**** Records for this task
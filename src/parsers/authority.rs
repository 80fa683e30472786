//! Authority parser: scaffold for mint/freeze permission tracking.
//!
//! Emits a minimal row per transaction referencing a configured program;
//! real authority decoding will fill mint_auth/freeze_auth later.

use crate::config::{AppConfig, ProgramSet};
use crate::parsers::payload::TxPayload;
use crate::store::parsed::ParserFlag;
use crate::store::raw::RawTx;
use crate::{db, store, BoxError};
use rusqlite::Connection;
use std::sync::Arc;
use tokio::sync::watch;

pub const CURSOR_NAME: &str = "parser_auth";

pub fn handle_row(conn: &Connection, programs: &ProgramSet, row: &RawTx) -> Result<bool, BoxError> {
    if store::parsed::is_marked(conn, &row.signature, ParserFlag::Auth)? {
        return Ok(false);
    }

    let emitted = match TxPayload::parse(&row.payload) {
        None => false,
        Some(payload) => match payload.detect_program(programs) {
            None => false,
            Some(pool) => {
                let ts = payload.block_time().unwrap_or_else(db::now_ts);
                store::events::insert_authority(conn, ts, "unknown", Some(&pool))?;
                true
            }
        },
    };

    store::parsed::mark(conn, &row.signature, ParserFlag::Auth)?;
    Ok(emitted)
}

pub async fn run(cfg: Arc<AppConfig>, shutdown: watch::Receiver<bool>) -> Result<(), BoxError> {
    let programs = cfg.programs.clone();
    super::run_loop("parser_authority", CURSOR_NAME, cfg, shutdown, move |conn, row| {
        handle_row(conn, &programs, row)
    })
    .await
}

#[cfg(test)]
mod tests {
    use super::*;
    use crate::config::{
        DEFAULT_ORCA_AMM, DEFAULT_ORCA_WHIRL, DEFAULT_RAYDIUM_AMM, DEFAULT_RAYDIUM_CLMM,
    };
    use crate::parsers::process_batch;
    use serde_json::json;
    use tempfile::NamedTempFile;

    #[test]
    fn test_scaffold_rows_for_known_programs() {
        let temp = NamedTempFile::new().unwrap();
        let mut conn = crate::db::open_and_migrate(temp.path().to_str().unwrap()).unwrap();
        let programs = ProgramSet {
            raydium_amm: DEFAULT_RAYDIUM_AMM.to_string(),
            raydium_clmm: DEFAULT_RAYDIUM_CLMM.to_string(),
            orca_amm: DEFAULT_ORCA_AMM.to_string(),
            orca_whirl: DEFAULT_ORCA_WHIRL.to_string(),
        };

        let known = json!({
            "result": {
                "blockTime": 1_700_000_000,
                "transaction": { "message": { "accountKeys": ["k", DEFAULT_RAYDIUM_CLMM] } }
            }
        })
        .to_string();
        store::raw::insert(&conn, "sig_a", 5, &known).unwrap();
        store::raw::insert(&conn, "sig_b", 6, r#"{"result":{}}"#).unwrap();

        let stats = process_batch(&mut conn, CURSOR_NAME, 500, &mut |c, r| {
            handle_row(c, &programs, r)
        })
        .unwrap()
        .unwrap();
        assert_eq!(stats.inserted, 1);
        assert_eq!(stats.skipped, 1);

        let (mint, pool): (String, String) = conn
            .query_row("SELECT mint, pool FROM authority_event", [], |r| {
                Ok((r.get(0)?, r.get(1)?))
            })
            .unwrap();
        assert_eq!(mint, "unknown");
        assert_eq!(pool, DEFAULT_RAYDIUM_CLMM);

        assert!(store::parsed::is_marked(&conn, "sig_a", ParserFlag::Auth).unwrap());
        assert!(store::parsed::is_marked(&conn, "sig_b", ParserFlag::Auth).unwrap());
    }
}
********
* [Task goal]: Extract from the material all lines containing the string "ProgramSet".

* [The completed task]:
use crate::config::{AppConfig, ProgramSet};
pub fn handle_row(conn: &Connection, programs: &ProgramSet, row: &RawTx) -> Result<bool, BoxError> {
        let programs = ProgramSet {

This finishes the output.